● HOW TO COMPLETE THIS TASK
If a line in the data has the string "names", please show it.

── EXERCISE DATA ──

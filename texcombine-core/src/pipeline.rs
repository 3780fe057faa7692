//! The combine pipeline: discover, group, pack, save, rebind.

use crate::classify::Classifier;
use crate::config::Settings;
use crate::discovery::discover_textures;
use crate::grouping::{group_textures, TextureSet};
use crate::image_loading::TextureRef;
use crate::pack::{pack_set, PackOptions};
use crate::persist::save_packed;
use crate::rebind::Rebinder;
use crate::report::{RunReport, SetReport};
use crate::Result;
use std::path::{Path, PathBuf};

/// Runs combine passes with one set of settings.
pub struct Pipeline {
    settings: Settings,
    options: PackOptions,
    rebinder: Rebinder,
}

impl Pipeline {
    pub fn new(settings: Settings) -> Self {
        let options = PackOptions::from(&settings);
        let rebinder = Rebinder::from_settings(&settings);
        Self {
            settings,
            options,
            rebinder,
        }
    }

    /// Discover and group the textures of one folder without writing anything.
    pub fn group_folder<P: AsRef<Path>>(&self, folder: P) -> Result<Vec<TextureSet>> {
        let textures = discover_textures(folder)?;
        Ok(group_textures(Classifier::new(&self.settings), textures))
    }

    /// Group textures of each folder, skipping empty and unreadable entries.
    fn grouped_folders<'p>(
        &self,
        folders: &'p [PathBuf],
    ) -> Result<Vec<(&'p Path, Vec<TextureSet>)>> {
        if folders.is_empty() {
            return Err(crate::Error::NoInputs(
                "Please provide at least one folder path".into(),
            ));
        }

        let mut grouped = Vec::new();
        for folder in folders {
            if folder.as_os_str().is_empty() {
                log::warn!("Empty folder path");
                continue;
            }
            match self.group_folder(folder) {
                Ok(sets) => grouped.push((folder.as_path(), sets)),
                Err(e) => log::warn!("Skipping folder {}: {}", folder.display(), e),
            }
        }
        Ok(grouped)
    }

    /// Dry run: the texture sets each folder would produce.
    pub fn plan_folders(&self, folders: &[PathBuf]) -> Result<Vec<TextureSet>> {
        Ok(self
            .grouped_folders(folders)?
            .into_iter()
            .flat_map(|(_, sets)| sets)
            .collect())
    }

    /// Process every folder independently: each folder's sets are packed once.
    pub fn process_folders(&self, folders: &[PathBuf]) -> Result<RunReport> {
        let mut report = RunReport::new();
        for (folder, sets) in self.grouped_folders(folders)? {
            log::info!("{}: {} texture set(s)", folder.display(), sets.len());
            for set in &sets {
                report.sets.push(self.process_set(set));
            }
        }
        Ok(report)
    }

    /// Process an explicit list of textures; all sets are packed at the end.
    pub fn process_textures(&self, paths: &[PathBuf]) -> Result<RunReport> {
        if paths.is_empty() {
            return Err(crate::Error::NoInputs("Please provide textures".into()));
        }

        let textures = paths.iter().filter_map(|path| match TextureRef::open(path) {
            Ok(texture) => Some(texture),
            Err(e) => {
                log::warn!("Skipping texture {}: {}", path.display(), e);
                None
            }
        });
        let sets = group_textures(Classifier::new(&self.settings), textures);

        let mut report = RunReport::new();
        for set in &sets {
            report.sets.push(self.process_set(set));
        }
        Ok(report)
    }

    /// Pack, save and rebind one set. Failures are logged and leave the report entry empty.
    pub fn process_set(&self, set: &TextureSet) -> SetReport {
        let mut report = SetReport::from_set(set);

        let packed = match pack_set(set, &self.options) {
            Ok(Some(packed)) => packed,
            Ok(None) => return report,
            Err(e) => {
                log::error!("Could not pack texture set {}: {}", set.name, e);
                return report;
            }
        };

        let Some(path) = save_packed(&packed, set, self.settings.write_import_settings) else {
            return report;
        };
        report.materials = self.rebinder.rebind(&path, set);
        report.output = Some(path);
        report
    }
}

#[cfg(test)]
mod tests {
    use super::*;
    use crate::image_loading::ImageLoader;
    use crate::persist::load_import_settings;
    use crate::rebind::Material;
    use std::collections::BTreeMap;

    fn save_gray(path: &Path, size: u32, value: u8) {
        image::GrayImage::from_pixel(size, size, image::Luma([value]))
            .save(path)
            .unwrap();
    }

    fn write_material(path: &Path, textures: &[(&str, &str)]) {
        Material {
            shader: "Standard".into(),
            textures: textures
                .iter()
                .map(|(k, v)| (k.to_string(), Some(v.to_string())))
                .collect(),
            extra: BTreeMap::new(),
        }
        .save(path)
        .unwrap();
    }

    fn settings_for(materials: &Path) -> Settings {
        Settings {
            material_folders: vec![materials.to_path_buf()],
            shader: Some("Custom/PackedLit".into()),
            ..Default::default()
        }
    }

    #[test]
    fn wood_folder_end_to_end() {
        let tmp = tempfile::tempdir().unwrap();
        let maps = tmp.path().join("maps");
        let materials = tmp.path().join("materials");
        std::fs::create_dir_all(&maps).unwrap();
        std::fs::create_dir_all(&materials).unwrap();

        save_gray(&maps.join("Wood_metal.png"), 4, 40);
        save_gray(&maps.join("Wood_AO.png"), 4, 120);
        save_gray(&maps.join("Wood_rough.png"), 4, 200);
        write_material(&materials.join("Wood.mat"), &[("_MainTex", "maps/Wood_albedo.png")]);
        write_material(&materials.join("Rock.mat"), &[("_MainTex", "maps/Rock_albedo.png")]);

        let pipeline = Pipeline::new(settings_for(&materials));
        let report = pipeline.process_folders(&[maps.clone()]).unwrap();

        assert_eq!(report.sets.len(), 1);
        let wood = &report.sets[0];
        assert_eq!(wood.name, "Wood");
        assert_eq!(wood.output, Some(maps.join("Wood_packed.png")));
        assert_eq!(wood.materials, vec![materials.join("Wood.mat")]);

        let packed = ImageLoader::load(maps.join("Wood_packed.png")).unwrap();
        assert_eq!((packed.width, packed.height), (4, 4));
        for y in 0..4 {
            for x in 0..4 {
                assert_eq!(packed.pixel(x, y), Some([40, 120, 200, 255]));
            }
        }

        assert!(!load_import_settings(maps.join("Wood_packed.png")).unwrap().srgb);

        let material = Material::load(materials.join("Wood.mat")).unwrap();
        assert_eq!(material.shader, "Custom/PackedLit");
        let packed_path = maps.join("Wood_packed.png").to_string_lossy().into_owned();
        assert_eq!(
            material.textures["_MetOccRoughMap"].as_deref(),
            Some(packed_path.as_str())
        );
        assert_eq!(Material::load(materials.join("Rock.mat")).unwrap().shader, "Standard");
    }

    #[test]
    fn rerun_ignores_previous_output() {
        let tmp = tempfile::tempdir().unwrap();
        save_gray(&tmp.path().join("Wood_metal.png"), 2, 1);

        let pipeline = Pipeline::new(settings_for(&tmp.path().join("materials")));
        pipeline.process_folders(&[tmp.path().to_path_buf()]).unwrap();
        let second = pipeline.process_folders(&[tmp.path().to_path_buf()]).unwrap();

        assert_eq!(second.sets.len(), 1);
        assert_eq!(second.sets[0].channels[0].as_deref(), Some("Wood_metal"));
    }

    #[test]
    fn folders_are_packed_independently() {
        let tmp = tempfile::tempdir().unwrap();
        let a = tmp.path().join("a");
        let b = tmp.path().join("b");
        std::fs::create_dir_all(&a).unwrap();
        std::fs::create_dir_all(&b).unwrap();
        save_gray(&a.join("Wood_metal.png"), 2, 10);
        save_gray(&b.join("Rock_rough.png"), 2, 20);

        let pipeline = Pipeline::new(settings_for(&tmp.path().join("materials")));
        let report = pipeline
            .process_folders(&[a.clone(), PathBuf::new(), tmp.path().join("missing"), b.clone()])
            .unwrap();

        let names: Vec<_> = report.sets.iter().map(|s| s.name.as_str()).collect();
        assert_eq!(names, vec!["Wood", "Rock"]);
        assert!(a.join("Wood_packed.png").exists());
        assert!(b.join("Rock_packed.png").exists());
        assert_eq!(report.packed_count(), 2);
    }

    #[test]
    fn empty_inputs_abort() {
        let pipeline = Pipeline::new(Settings::default());
        assert!(matches!(
            pipeline.process_folders(&[]),
            Err(crate::Error::NoInputs(_))
        ));
        assert!(matches!(
            pipeline.process_textures(&[]),
            Err(crate::Error::NoInputs(_))
        ));
    }

    #[test]
    fn explicit_textures_skip_unreadable_entries() {
        let tmp = tempfile::tempdir().unwrap();
        save_gray(&tmp.path().join("Wood_metal.png"), 2, 90);
        save_gray(&tmp.path().join("Wood_albedo.png"), 2, 90);

        let pipeline = Pipeline::new(settings_for(&tmp.path().join("materials")));
        let report = pipeline
            .process_textures(&[
                tmp.path().join("Wood_metal.png"),
                tmp.path().join("missing.png"),
                tmp.path().join("Wood_albedo.png"),
            ])
            .unwrap();

        assert_eq!(report.sets.len(), 1);
        let packed = ImageLoader::load(tmp.path().join("Wood_packed.png")).unwrap();
        assert_eq!(packed.pixel(0, 0), Some([90, 255, 0, 255]));
    }

    #[test]
    fn plan_writes_nothing() {
        let tmp = tempfile::tempdir().unwrap();
        save_gray(&tmp.path().join("Wood_metal.png"), 2, 1);
        save_gray(&tmp.path().join("Wood_rough.png"), 2, 1);

        let pipeline = Pipeline::new(Settings::default());
        let sets = pipeline.plan_folders(&[tmp.path().to_path_buf()]).unwrap();

        assert_eq!(sets.len(), 1);
        assert_eq!(sets[0].input_count(), 2);
        assert!(!tmp.path().join("Wood_packed.png").exists());
    }
}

───

● ANSWER SPACE
        let names: Vec<_> = report.sets.iter().map(|s| s.name.as_str()).collect();
        assert_eq!(names, vec!["Wood", "Rock"]);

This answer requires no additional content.